Solange und ihre große Schwester
Solange ist die kleine Schwester von Beyoncé. Sie ist auch die Person, die vor einigen Jahren deren Ehemann Jay Z in einem Aufzug verprügelte. Sie ist nicht zuletzt schwarz und hat eine nicht immer ganz leichte Kindheit hinter sich. Ihre Eltern haben hart gearbeitet. Vor allem dafür, dass ihre Töchter jetzt dort stehen können, wo sie sich gerade befinden. Im Jahr 2016 haben sowohl Beyoncé als auch Solange Alben veröffentlicht, die sich mit der schwarzen Geschichts- und Gegengeschichtsschreibung und generell ihrem Schwarz-Sein befassen.
Sie tun es jedoch auf grundlegend verschiedene Arten. Beyoncé, ganz die Queen of R´n´B, tut es pop-affin mit vielen Zeichen und Codes, die sich auch in der Spielpause des Super-Bowls gut und kontrovers in Szene setzen lassen. Im Kern erzählt „Lemonade“ aber von einer verletzten, schwarzen Frau, die höchstwahrscheinlich bereits mehrfach von ihrem Ehemann betrogen wurde. Das lässt sich gerne und gut auf die konkrete Biographie von Beyoncé und ihren Ehemann Jay-Z beziehen. Die besondere Qualität dieses Albums besteht aber darin, dass die Identifikation weit weiter reicht. Auch weiße, glücklich verheiratete Männer ließen sich von diesem Album anrühren und verführen.
Solange erzählt anders. Sie benutzt andere Musik. Sie schreibt ihr Songs durchgehend selbst. Sie braucht keine ganz handfeste brüchige Liebesbeziehung um ihr Dasein als schwarze Frau zu thematisieren. Im Gegensatz zu ihrer Schwester erhebt sich nicht den Anspruch, Teile der schwarzen Geschichte neu und anders zu erzählen. Die Behauptung, dass sich eine zerrüttete Ehe voller Demütigungen dazu eignet die Demütigung und Unterdrückung von schwarzen Frauen in Amerika an sich auszudrücken bleibt bei „A Seat at the Table“ von Solange weitestgehend aus. Ihr Ansatz geht also, je nach Perspektive, weniger weit oder weiter.

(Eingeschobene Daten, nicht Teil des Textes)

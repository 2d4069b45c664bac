// Cachelens - Cache invalidation metrics analysis
// Copyright (c) 2025 David Martin Venti
//
// Dual-licensed under AGPL-3.0 and Commercial License.
// See LICENSE file for details.

//! Discovery of scenario datasets in a result store.
//!
//! Store layout:
//!
//! ```text
//! <results_root>/
//!   20250114_093000/
//!     scenario-A-metrics/catalog.jsonl
//!     scenario-C-metrics/catalog.jsonl
//!   20250113_171500/
//!     scenario-B-metrics/catalog.jsonl
//! ```
//!
//! Timestamp directories are scanned newest-first (their names sort
//! chronologically). A scenario directory only resolves its identifier when
//! it holds at least one parsable record.

use crate::ingest::has_parsable_record;
use serde::{Deserialize, Serialize};
use std::fs;
use std::path::{Path, PathBuf};
use tracing::{debug, info};

/// Identifier given to the live-source fallback.
pub const CURRENT_ID: &str = "CURRENT";

/// `discovered_at` value of the live-source fallback.
pub const CURRENT_DISCOVERED_AT: &str = "current";

const SCENARIO_PREFIX: &str = "scenario-";
const SCENARIO_SUFFIX: &str = "-metrics";

/// One independently analyzable dataset.
#[derive(Debug, Clone, PartialEq, Eq, Serialize, Deserialize)]
pub struct ScenarioRun {
    pub id: String,
    /// File or directory to ingest.
    pub source: PathBuf,
    /// Name of the timestamp directory, or `"current"`.
    pub discovered_at: String,
}

impl ScenarioRun {
    pub fn is_current(&self) -> bool {
        self.discovered_at == CURRENT_DISCOVERED_AT
    }
}

/// Result of a lookup.
#[derive(Debug, Clone, Default, PartialEq, Eq)]
pub struct LocatorOutcome {
    /// Resolved runs, in requested order.
    pub runs: Vec<ScenarioRun>,
    /// Requested identifiers that no directory resolved.
    pub missing: Vec<String>,
}

impl LocatorOutcome {
    pub fn get(&self, id: &str) -> Option<&ScenarioRun> {
        self.runs.iter().find(|r| r.id == id)
    }
}

/// Scenario identifier encoded in a directory name, upper-cased.
pub fn scenario_id_from_dir(name: &str) -> Option<String> {
    let lower = name.to_lowercase();
    if !lower.starts_with(SCENARIO_PREFIX) || !lower.ends_with(SCENARIO_SUFFIX) {
        return None;
    }
    let start = SCENARIO_PREFIX.len();
    let end = name.len().checked_sub(SCENARIO_SUFFIX.len())?;
    if end <= start {
        return None;
    }
    name.get(start..end).map(|id| id.to_uppercase())
}

/// Finds scenario runs in a result store, with a live-source fallback.
#[derive(Debug, Clone)]
pub struct ScenarioLocator {
    results_root: PathBuf,
    live_source: PathBuf,
    current_label: String,
}

impl ScenarioLocator {
    pub fn new(results_root: impl Into<PathBuf>, live_source: impl Into<PathBuf>) -> Self {
        Self {
            results_root: results_root.into(),
            live_source: live_source.into(),
            current_label: CURRENT_ID.to_string(),
        }
    }

    /// Override the identifier of the live-source fallback.
    pub fn with_current_label(mut self, label: &str) -> Self {
        self.current_label = label.to_string();
        self
    }

    pub fn results_root(&self) -> &Path {
        &self.results_root
    }

    /// The live source as a run, whether or not it holds data.
    pub fn current_run(&self) -> ScenarioRun {
        ScenarioRun {
            id: self.current_label.clone(),
            source: self.live_source.clone(),
            discovered_at: CURRENT_DISCOVERED_AT.to_string(),
        }
    }

    /// Timestamp directories, newest first.
    fn timestamp_dirs(&self) -> Vec<PathBuf> {
        let mut dirs = sorted_subdirs(&self.results_root);
        dirs.reverse();
        dirs
    }

    /// Most recent usable run of each requested identifier.
    pub fn locate<S: AsRef<str>>(&self, ids: &[S]) -> LocatorOutcome {
        let wanted: Vec<String> = ids.iter().map(|id| id.as_ref().to_uppercase()).collect();
        let mut found: Vec<Option<ScenarioRun>> = vec![None; wanted.len()];

        for ts_dir in self.timestamp_dirs() {
            if found.iter().all(|f| f.is_some()) {
                break;
            }
            let discovered_at = dir_name(&ts_dir);

            for scenario_dir in sorted_subdirs(&ts_dir) {
                let id = match scenario_id_from_dir(&dir_name(&scenario_dir)) {
                    Some(id) => id,
                    None => continue,
                };
                let slot = match wanted.iter().position(|w| *w == id) {
                    Some(pos) if found[pos].is_none() => pos,
                    _ => continue,
                };

                if !has_parsable_record(&scenario_dir) {
                    debug!(
                        "Skipping {}: no parsable records",
                        scenario_dir.display()
                    );
                    continue;
                }

                info!("Scenario {} resolved from {}", id, discovered_at);
                found[slot] = Some(ScenarioRun {
                    id,
                    source: scenario_dir,
                    discovered_at: discovered_at.clone(),
                });
            }
        }

        let mut outcome = LocatorOutcome::default();
        for (id, run) in wanted.into_iter().zip(found) {
            match run {
                Some(run) => outcome.runs.push(run),
                None => outcome.missing.push(id),
            }
        }
        outcome
    }

    /// Every scenario identifier present anywhere in the store, sorted.
    pub fn discover_ids(&self) -> Vec<String> {
        let mut ids: Vec<String> = self
            .timestamp_dirs()
            .iter()
            .flat_map(|ts| sorted_subdirs(ts))
            .filter_map(|dir| scenario_id_from_dir(&dir_name(&dir)))
            .collect();
        ids.sort();
        ids.dedup();
        ids
    }

    pub fn locate_all(&self) -> LocatorOutcome {
        self.locate(&self.discover_ids())
    }

    /// [`locate`](Self::locate), falling back to the live source when no
    /// requested identifier resolves and the live source has data.
    pub fn locate_or_current<S: AsRef<str>>(&self, ids: &[S]) -> LocatorOutcome {
        let mut outcome = self.locate(ids);
        if outcome.runs.is_empty() {
            self.push_current(&mut outcome);
        }
        outcome
    }

    /// [`locate_all`](Self::locate_all) with the same fallback.
    pub fn locate_all_or_current(&self) -> LocatorOutcome {
        let mut outcome = self.locate_all();
        if outcome.runs.is_empty() {
            self.push_current(&mut outcome);
        }
        outcome
    }

    fn push_current(&self, outcome: &mut LocatorOutcome) {
        if has_parsable_record(&self.live_source) {
            info!(
                "No scenario results, using live source {}",
                self.live_source.display()
            );
            outcome.runs.push(self.current_run());
        } else {
            debug!("Live source {} has no data", self.live_source.display());
        }
    }
}

fn dir_name(path: &Path) -> String {
    path.file_name()
        .map(|n| n.to_string_lossy().into_owned())
        .unwrap_or_default()
}

fn sorted_subdirs(dir: &Path) -> Vec<PathBuf> {
    let mut dirs: Vec<PathBuf> = match fs::read_dir(dir) {
        Ok(entries) => entries
            .filter_map(|e| e.ok())
            .map(|e| e.path())
            .filter(|p| p.is_dir())
            .collect(),
        Err(e) => {
            debug!("Cannot list {}: {}", dir.display(), e);
            Vec::new()
        }
    };
    dirs.sort();
    dirs
}

#[cfg(test)]
mod tests {
    use super::*;
    use tempfile::TempDir;

    const LINE: &str = "{\"service\":\"catalog\",\"metric\":\"cache_hits\",\"value\":1}\n";

    fn scenario(root: &Path, ts: &str, id: &str, content: &str) -> PathBuf {
        let dir = root.join(ts).join(format!("scenario-{}-metrics", id));
        fs::create_dir_all(&dir).unwrap();
        fs::write(dir.join("catalog.jsonl"), content).unwrap();
        dir
    }

    #[test]
    fn test_scenario_id_from_dir() {
        assert_eq!(scenario_id_from_dir("scenario-A-metrics"), Some("A".into()));
        assert_eq!(scenario_id_from_dir("Scenario-b-Metrics"), Some("B".into()));
        assert_eq!(scenario_id_from_dir("scenario--metrics"), None);
        assert_eq!(scenario_id_from_dir("scenario-metrics"), None);
        assert_eq!(scenario_id_from_dir("logs"), None);
    }

    #[test]
    fn test_newest_wins() {
        let store = TempDir::new().unwrap();
        scenario(store.path(), "20250101_100000", "A", LINE);
        let newer = scenario(store.path(), "20250102_100000", "A", LINE);

        let locator = ScenarioLocator::new(store.path(), store.path().join("live"));
        let outcome = locator.locate(&["A"]);
        assert_eq!(outcome.runs.len(), 1);
        assert_eq!(outcome.runs[0].source, newer);
        assert_eq!(outcome.runs[0].discovered_at, "20250102_100000");
    }

    #[test]
    fn test_unparsable_newer_dir_is_skipped() {
        let store = TempDir::new().unwrap();
        let older = scenario(store.path(), "20250101_100000", "B", LINE);
        scenario(store.path(), "20250102_100000", "B", "");
        scenario(store.path(), "20250103_100000", "B", "not json\n");

        let locator = ScenarioLocator::new(store.path(), store.path().join("live"));
        let outcome = locator.locate(&["B"]);
        assert_eq!(outcome.runs[0].source, older);
    }

    #[test]
    fn test_missing_ids_and_order() {
        let store = TempDir::new().unwrap();
        scenario(store.path(), "20250101_100000", "C", LINE);
        scenario(store.path(), "20250102_100000", "A", LINE);

        let locator = ScenarioLocator::new(store.path(), store.path().join("live"));
        let outcome = locator.locate(&["a", "B", "C"]);
        let ids: Vec<&str> = outcome.runs.iter().map(|r| r.id.as_str()).collect();
        assert_eq!(ids, vec!["A", "C"]);
        assert_eq!(outcome.missing, vec!["B"]);
        assert!(outcome.get("C").is_some());
    }

    #[test]
    fn test_discover_ids() {
        let store = TempDir::new().unwrap();
        scenario(store.path(), "20250101_100000", "C", LINE);
        scenario(store.path(), "20250102_100000", "a", LINE);
        scenario(store.path(), "20250102_100000", "C", LINE);
        fs::write(store.path().join("README"), "not a run").unwrap();

        let locator = ScenarioLocator::new(store.path(), store.path().join("live"));
        assert_eq!(locator.discover_ids(), vec!["A", "C"]);
    }

    #[test]
    fn test_current_fallback() {
        let store = TempDir::new().unwrap();
        let live = TempDir::new().unwrap();
        fs::write(live.path().join("catalog.jsonl"), LINE).unwrap();

        let locator = ScenarioLocator::new(store.path().join("absent"), live.path());
        let outcome = locator.locate_or_current(&["A", "B", "C"]);
        assert_eq!(outcome.runs.len(), 1);
        assert_eq!(outcome.runs[0].id, CURRENT_ID);
        assert!(outcome.runs[0].is_current());
        assert_eq!(outcome.missing.len(), 3);
    }

    #[test]
    fn test_no_fallback_without_live_data() {
        let store = TempDir::new().unwrap();
        let live = TempDir::new().unwrap();
        fs::write(live.path().join("catalog.jsonl"), "\n\n").unwrap();

        let locator = ScenarioLocator::new(store.path(), live.path());
        assert!(locator.locate_all_or_current().runs.is_empty());
    }

    #[test]
    fn test_no_fallback_when_scenarios_exist() {
        let store = TempDir::new().unwrap();
        let live = TempDir::new().unwrap();
        scenario(store.path(), "20250101_100000", "A", LINE);
        fs::write(live.path().join("catalog.jsonl"), LINE).unwrap();

        let locator = ScenarioLocator::new(store.path(), live.path());
        let outcome = locator.locate_all_or_current();
        assert_eq!(outcome.runs.len(), 1);
        assert_eq!(outcome.runs[0].id, "A");
    }
}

Solange und der Körper der schwarzen Frau
„Lemonade“ verfügt selbstverständlich über Momente der Innerlichkeit. Im Grunde handelt es sich dabei aber um ein manifest gewordenes Statements einer schwarzen Frau, die letzen Endes ihre Wut kämpferisch nach außen trägt und kanalisiert. Die Selbstzweifel überwindet, die sich mit anderen Frau formiert um für Rechte von schwarzen Frauen zu kämpfen. Einen solchen Ausweg gibt es auf „A Seat at the Table“ nicht.

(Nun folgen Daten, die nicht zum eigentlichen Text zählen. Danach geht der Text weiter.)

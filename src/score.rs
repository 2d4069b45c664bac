// Cachelens - Cache invalidation metrics analysis
// Copyright (c) 2025 David Martin Venti
//
// Dual-licensed under AGPL-3.0 and Commercial License.
// See LICENSE file for details.

//! Weighted composite score and production-readiness verdict.

use crate::config::{AnalysisConfig, VerdictThresholds};
use crate::kpi::KpiSet;
use crate::thresholds::{Bucket, KpiKind, KpiTable};
use serde::{Deserialize, Serialize};
use std::fmt;

/// Production-readiness label.
#[derive(Debug, Clone, Copy, PartialEq, Eq, Hash, Serialize, Deserialize)]
#[serde(rename_all = "SCREAMING_SNAKE_CASE")]
pub enum Verdict {
    ReadyExcellent,
    ReadyGood,
    NeedsOptimization,
    NotReady,
}

impl Verdict {
    /// Map a point total onto a verdict.
    pub fn from_points(points: u32, cutoffs: &VerdictThresholds) -> Self {
        if points >= cutoffs.ready_excellent {
            Verdict::ReadyExcellent
        } else if points >= cutoffs.ready_good {
            Verdict::ReadyGood
        } else if points >= cutoffs.needs_optimization {
            Verdict::NeedsOptimization
        } else {
            Verdict::NotReady
        }
    }

    pub fn as_str(&self) -> &'static str {
        match self {
            Verdict::ReadyExcellent => "READY_EXCELLENT",
            Verdict::ReadyGood => "READY_GOOD",
            Verdict::NeedsOptimization => "NEEDS_OPTIMIZATION",
            Verdict::NotReady => "NOT_READY",
        }
    }

    /// Sentence printed under the score.
    pub fn message(&self) -> &'static str {
        match self {
            Verdict::ReadyExcellent => "PRODUCTION READY - Excellent performance!",
            Verdict::ReadyGood => "PRODUCTION READY - Good performance",
            Verdict::NeedsOptimization => "NEEDS OPTIMIZATION - Acceptable but can improve",
            Verdict::NotReady => "NOT READY - Significant issues need fixing",
        }
    }

    pub fn is_ready(&self) -> bool {
        matches!(self, Verdict::ReadyExcellent | Verdict::ReadyGood)
    }
}

impl fmt::Display for Verdict {
    fn fmt(&self, f: &mut fmt::Formatter<'_>) -> fmt::Result {
        f.write_str(self.as_str())
    }
}

/// Points awarded for one KPI.
#[derive(Debug, Clone, Copy, PartialEq, Eq, Serialize, Deserialize)]
pub struct ScoreComponent {
    pub kind: KpiKind,
    pub bucket: Bucket,
    pub points: u32,
    pub weight: u32,
}

/// Composite 0-100 score of one dataset.
#[derive(Debug, Clone, PartialEq, Eq, Serialize, Deserialize)]
pub struct Score {
    pub points: u32,
    pub components: Vec<ScoreComponent>,
    pub verdict: Verdict,
}

impl Score {
    pub fn component(&self, kind: KpiKind) -> Option<&ScoreComponent> {
        self.components.iter().find(|c| c.kind == kind)
    }
}

/// Turns bucketed KPIs into a [`Score`].
#[derive(Debug, Clone)]
pub struct Scorer {
    table: KpiTable,
    cutoffs: VerdictThresholds,
}

impl Scorer {
    pub fn new(config: &AnalysisConfig) -> Self {
        Self {
            table: config.kpis.clone(),
            cutoffs: config.verdicts.clone(),
        }
    }

    /// Score a KPI set. A KPI missing from the set is scored as unmeasured.
    pub fn score(&self, kpis: &KpiSet) -> Score {
        let components: Vec<ScoreComponent> = self
            .table
            .kpis
            .iter()
            .map(|rule| {
                let bucket = kpis
                    .bucket(rule.kind)
                    .unwrap_or_else(|| rule.classify(None));
                ScoreComponent {
                    kind: rule.kind,
                    bucket,
                    points: rule.points_for(bucket),
                    weight: rule.weight,
                }
            })
            .collect();

        let points = components.iter().map(|c| c.points).sum::<u32>().min(100);
        Score {
            points,
            verdict: Verdict::from_points(points, &self.cutoffs),
            components,
        }
    }
}

#[cfg(test)]
mod tests {
    use super::*;
    use crate::aggregate::MetricStore;
    use crate::event::MetricEvent;
    use crate::kpi::KpiCalculator;

    fn score_of(events: Vec<MetricEvent>) -> Score {
        let config = AnalysisConfig::default();
        let kpis = KpiCalculator::new(&config).compute(&MetricStore::from_events(events));
        Scorer::new(&config).score(&kpis)
    }

    fn ev(metric: &str, value: f64) -> MetricEvent {
        MetricEvent::new("catalog", metric, value)
    }

    #[test]
    fn test_verdict_cutoffs() {
        let cutoffs = VerdictThresholds::default();
        assert_eq!(Verdict::from_points(100, &cutoffs), Verdict::ReadyExcellent);
        assert_eq!(Verdict::from_points(90, &cutoffs), Verdict::ReadyExcellent);
        assert_eq!(Verdict::from_points(89, &cutoffs), Verdict::ReadyGood);
        assert_eq!(Verdict::from_points(75, &cutoffs), Verdict::ReadyGood);
        assert_eq!(Verdict::from_points(60, &cutoffs), Verdict::NeedsOptimization);
        assert_eq!(Verdict::from_points(59, &cutoffs), Verdict::NotReady);
        assert_eq!(Verdict::from_points(0, &cutoffs), Verdict::NotReady);
    }

    #[test]
    fn test_three_facts_score_75() {
        let score = score_of(vec![
            ev("cache_hits", 80.0),
            ev("cache_misses", 20.0),
            ev("stale_reads_detected", 0.0),
        ]);

        let points: Vec<u32> = score.components.iter().map(|c| c.points).collect();
        assert_eq!(points, vec![30, 30, 10, 5]);
        assert_eq!(score.points, 75);
        assert_eq!(score.verdict, Verdict::ReadyGood);
        assert!(score.verdict.is_ready());
    }

    #[test]
    fn test_full_marks() {
        let score = score_of(vec![
            ev("cache_hits", 95.0),
            ev("cache_misses", 5.0),
            ev("invalidations_sent", 1000.0),
            ev("invalidations_received", 1000.0),
            ev("inconsistency_window", 0.02),
        ]);
        assert_eq!(score.points, 100);
        assert_eq!(score.verdict, Verdict::ReadyExcellent);
    }

    #[test]
    fn test_broken_cache_is_not_ready() {
        let score = score_of(vec![
            ev("cache_misses", 100.0),
            ev("stale_reads_detected", 5.0),
            ev("invalidations_sent", 10.0),
            ev("invalidations_received", 2.0),
            ev("inconsistency_window", 3.0),
        ]);
        assert_eq!(score.points, 13);
        assert_eq!(score.verdict, Verdict::NotReady);
        assert_eq!(
            score.component(KpiKind::InconsistencyWindow).unwrap().bucket,
            Bucket::Slow
        );
    }

    #[test]
    fn test_bucket_improvement_raises_score() {
        let poor = score_of(vec![ev("cache_hits", 20.0), ev("cache_misses", 80.0)]);
        let good = score_of(vec![ev("cache_hits", 60.0), ev("cache_misses", 40.0)]);
        let excellent = score_of(vec![ev("cache_hits", 90.0), ev("cache_misses", 10.0)]);
        assert!(poor.points < good.points);
        assert!(good.points < excellent.points);
    }

    #[test]
    fn test_messages() {
        assert_eq!(
            Verdict::NotReady.message(),
            "NOT READY - Significant issues need fixing"
        );
        assert_eq!(Verdict::ReadyGood.to_string(), "READY_GOOD");
    }
}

An diesem Album hat Solange jahrelang gearbeitet. Ihr letztes Album wurde im Jahr 2008 veröffentlicht. Während des Schreib- und Aufnahmeprozesses des vorliegenden Albums erlitt Solange einen Zusammenbruch. Die lange Produktionszeit erklärt die unfassbare Qualität der Songs. Ihr emotionaler Zustand die Dünnhäutigkeit und emotionale Intensität dieser Lieder. Sie findet kaum eine Meta-Ebene. Sie spielt nicht mit Zeichen und Codes. Sie verortet sich nicht in der schwarzen Geschichte. Sie findet keine Erzählung, die es ihr in gewisser Weise ermögliche würde, Abstand zu ihrer eigenen Geschichte zu finden und besser zu erkennen, in welcher Situation sie sich befindet.
Sie lässt sich den Zustand der amerikanischen Gegenwart und die Marginalisierung der schwarzen Frau unter die Haut gehen. Sie ist mit Haut und Haaren daran beteiligt. Kein Ausweg, nirgends. Keine Ironie, keine popkulturell geschulte Besserwisserei. Einfach nur fantastische Soul-Songs mit geschickten Arrangements und ungewohnten und zum teil avantgardistischen Harmonien. „I´m gonna look for my body yeah,“ singt Solange in ihrem Song „Weary“. Das geschieht während der ganzen Platte. Sie, als schwarze Frau, ist mit ihrem ganzen Körper involviert. Das Leiden und die Unterdrückung äußern sich unmittelbar und unvermittelt. Der Druck unter dem diese Lieder entstanden ist stellenweise emotional fordernd und überfordernd.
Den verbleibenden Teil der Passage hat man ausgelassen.